Please set down word for word every line from the one holding "is wired here." to the end of the data below, both included.

Saved data entries
+ + +

//! Telemetry initialisation primitives and logging configuration.
//!
//! # Design
//! - Centralises logging setup (fmt or JSON) with a single entry point.
//! - Records the build SHA once to avoid inconsistencies across modules.

use anyhow::Result;
use once_cell::sync::OnceCell;
use tracing_subscriber::{EnvFilter, fmt, layer::SubscriberExt, util::SubscriberInitExt};

/// Default logging target when `RUST_LOG` is not provided.
pub const DEFAULT_LOG_LEVEL: &str = "info";

static BUILD_SHA: OnceCell<String> = OnceCell::new();

/// Configure and install the global tracing subscriber.
///
/// # Errors
///
/// Returns an error if the tracing subscriber cannot be installed (for
/// example, because another subscriber has already been set globally).
pub fn init_logging(config: &LoggingConfig) -> Result<()> {
    BUILD_SHA
        .set(config.build_sha.to_string())
        .ok()
        .or(Some(()));

    let filter = EnvFilter::try_from_default_env()
        .unwrap_or_else(|_| EnvFilter::new(config.level.to_string()));

    match config.format {
        LogFormat::Json => {
            tracing_subscriber::registry()
                .with(filter)
                .with(fmt::layer().json().with_current_span(false))
                .try_init()?;
        }
        LogFormat::Pretty => {
            tracing_subscriber::registry()
                .with(filter)
                .with(fmt::layer())
                .try_init()?;
        }
    }

    Ok(())
}

/// Access the build SHA recorded during logging initialisation.
#[must_use]
pub fn build_sha() -> &'static str {
    BUILD_SHA.get().map_or("dev", String::as_str)
}

/// Logging configuration.
#[derive(Debug, Clone)]
pub struct LoggingConfig<'a> {
    /// Log level string (e.g., `info`, `debug`).
    pub level: &'a str,
    /// Output format selection for the tracing subscriber.
    pub format: LogFormat,
    /// Build identifier recorded in structured logs.
    pub build_sha: &'a str,
}

impl Default for LoggingConfig<'_> {
    fn default() -> Self {
        Self {
            level: DEFAULT_LOG_LEVEL,
            format: LogFormat::infer(),
            build_sha: build_sha(),
        }
    }
}

/// Available output formats for the logger.
#[derive(Debug, Clone, Copy)]
pub enum LogFormat {
    /// Emit logs as structured JSON objects.
    Json,
    /// Emit human-readable, pretty-printed logs.
    Pretty,
}

impl LogFormat {
    /// Choose a sensible default for the current build.
    #[must_use]
    pub const fn infer() -> Self {
        if cfg!(debug_assertions) {
            Self::Pretty
        } else {
            Self::Json
        }
    }
}

#[cfg(test)]
mod tests {
    use super::*;

    #[test]
    fn build_sha_defaults_to_dev() {
        // The cell may already be initialised by another test's init call;
        // either way the accessor returns a non-empty value.
        assert!(!build_sha().is_empty());
    }

    #[test]
    fn default_config_uses_default_level() {
        let config = LoggingConfig::default();
        assert_eq!(config.level, DEFAULT_LOG_LEVEL);
    }
}
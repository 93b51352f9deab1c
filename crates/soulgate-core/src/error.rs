//! Error taxonomy for the upload core.

use soulgate_proto::ProtoError;
use thiserror::Error;

/// Primary error type for core operations.
#[derive(Debug, Error)]
pub enum CoreError {
    /// Admission refused the request; the message goes on the wire verbatim.
    #[error("{message}")]
    Rejected {
        /// Wire-visible rejection text.
        message: String,
    },
    /// A user, file, or scheduled upload could not be located.
    #[error("{what} not found")]
    NotFound {
        /// What was being looked up.
        what: &'static str,
    },
    /// The operation was interrupted by cancellation.
    #[error("operation cancelled")]
    Cancelled,
    /// A persistence operation failed; the caller decides whether it is
    /// fatal or swallowed.
    #[error("persistence failure")]
    Database {
        /// Underlying failure.
        #[source]
        source: anyhow::Error,
    },
    /// The protocol library reported a transfer failure.
    #[error("transfer failed")]
    Transfer {
        /// Underlying failure.
        #[source]
        source: ProtoError,
    },
}

impl CoreError {
    /// Convenience constructor for wire rejections.
    #[must_use]
    pub fn rejected(message: impl Into<String>) -> Self {
        Self::Rejected {
            message: message.into(),
        }
    }
}

impl From<CoreError> for ProtoError {
    fn from(error: CoreError) -> Self {
        match error {
            CoreError::Rejected { message } => Self::Rejected { message },
            CoreError::NotFound { what } => Self::NotFound { what },
            CoreError::Cancelled => Self::Cancelled,
            CoreError::Transfer { source } => source,
            CoreError::Database { source } => Self::OperationFailed {
                operation: "persistence",
                source: source.into(),
            },
        }
    }
}

/// Convenience alias for core operation results.
pub type CoreResult<T> = Result<T, CoreError>;
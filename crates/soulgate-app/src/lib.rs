#![forbid(unsafe_code)]
#![deny(
    warnings,
    dead_code,
    unused,
    unused_imports,
    unused_must_use,
    unreachable_pub,
    clippy::all,
    clippy::pedantic,
    clippy::cargo,
    clippy::nursery,
    rustdoc::broken_intra_doc_links,
    rustdoc::bare_urls,
    missing_docs
)]
#![allow(clippy::module_name_repetitions)]
#![allow(clippy::multiple_crate_versions)]
#![allow(unexpected_cfgs)]

//! Composition root for the upload orchestration daemon.
//!
//! The protocol client, share index, and peer directory are external
//! collaborators; an embedding binary constructs its adapters for them and
//! hands them to [`Daemon::start`]. Everything inside the boundary
//! (persistence, scheduling, pacing, admission, reconfiguration, shutdown)
//! is wired here.

mod bootstrap;
mod daemon;
mod error;

pub use bootstrap::{
    DATABASE_URL_ENV, OPTIONS_PATH_ENV, bootstrap_from_env, connect_store, load_options,
};
pub use daemon::{Collaborators, Daemon};
pub use error::{AppError, AppResult};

+ + +

RESPONSE AREA
//! is wired here.

mod bootstrap;
mod daemon;
mod error;

pub use bootstrap::{
    DATABASE_URL_ENV, OPTIONS_PATH_ENV, bootstrap_from_env, connect_store, load_options,
};
pub use daemon::{Collaborators, Daemon};
pub use error::{AppError, AppResult};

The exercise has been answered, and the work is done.